Your essential guide to getting your home loan rubber-stamped.
The word mortgage means ‘death pledge’ in French, but we promise that securing a home loan is much less grisly. Of course, with so many types of mortgage to consider, not to mention product fees and interest rates, where do you start? Whether you’re a first-time buyer or a seasoned homeowner, our guide will help you navigate the mortgage minefield.
There are two main types of mortgage you need to know about. A repayment mortgage is the most common form of loan you take out from a bank or building society in order to buy your home. You own the property so long as you make the monthly repayments plus interest, usually for a period of 25 years, at which point the balance is paid off.

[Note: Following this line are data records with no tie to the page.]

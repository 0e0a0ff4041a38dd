use thiserror::Error;

#[derive(Error, Debug)]
pub enum PlayerError {
    #[error("IO 错误: {0}")]
    IoError(#[from] std::io::Error),

    #[error("无法打开文件: {0}")]
    OpenError(String),

    #[error("无法找到视频流")]
    NoVideoStream,

    #[error("{stream} 流头部解析失败: {reason}")]
    HeaderParse { stream: &'static str, reason: String },

    #[error("配置错误: {0}")]
    ConfigError(String),

    #[error("JSON 错误: {0}")]
    JsonError(#[from] serde_json::Error),

    #[error("Anyhow 错误: {0}")]
    AnyhowError(#[from] anyhow::Error),
}

impl PlayerError {
    pub(crate) fn header(stream: &'static str, reason: impl ToString) -> Self {
        PlayerError::HeaderParse {
            stream,
            reason: reason.to_string(),
        }
    }

    /// 是否为头部阶段的致命错误（此时 on_initialize 尚未触发）
    pub fn is_header_failure(&self) -> bool {
        matches!(self, PlayerError::HeaderParse { .. } | PlayerError::NoVideoStream)
    }
}

pub type Result<T> = std::result::Result<T, PlayerError>;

This is distinct from an interest-only mortgage, where your repayments simply cover the interest you owe, and the balance remains the same until it’s due to be repaid at the end of the term.
You can take out a repayment or interest-only mortgage either in your name or jointly with another person. Later, we’ll take a look at the different mortgage product types, but one thing at a time eh?
In order to get a mortgage, you’ll need a deposit of at least 5% of the property’s value. So if you’re looking to buy a £300,000 home, you’ll need to find a minimum of £15,000 down the back of the sofa.
No-deposit mortgages do exist, but many lenders will be reluctant to let you borrow without a guarantor as your financial back-up. When it comes to deposits, bigger is better. The greater your deposit — say, 10 or 20% — the greater your access to the cheapest mortgage deals.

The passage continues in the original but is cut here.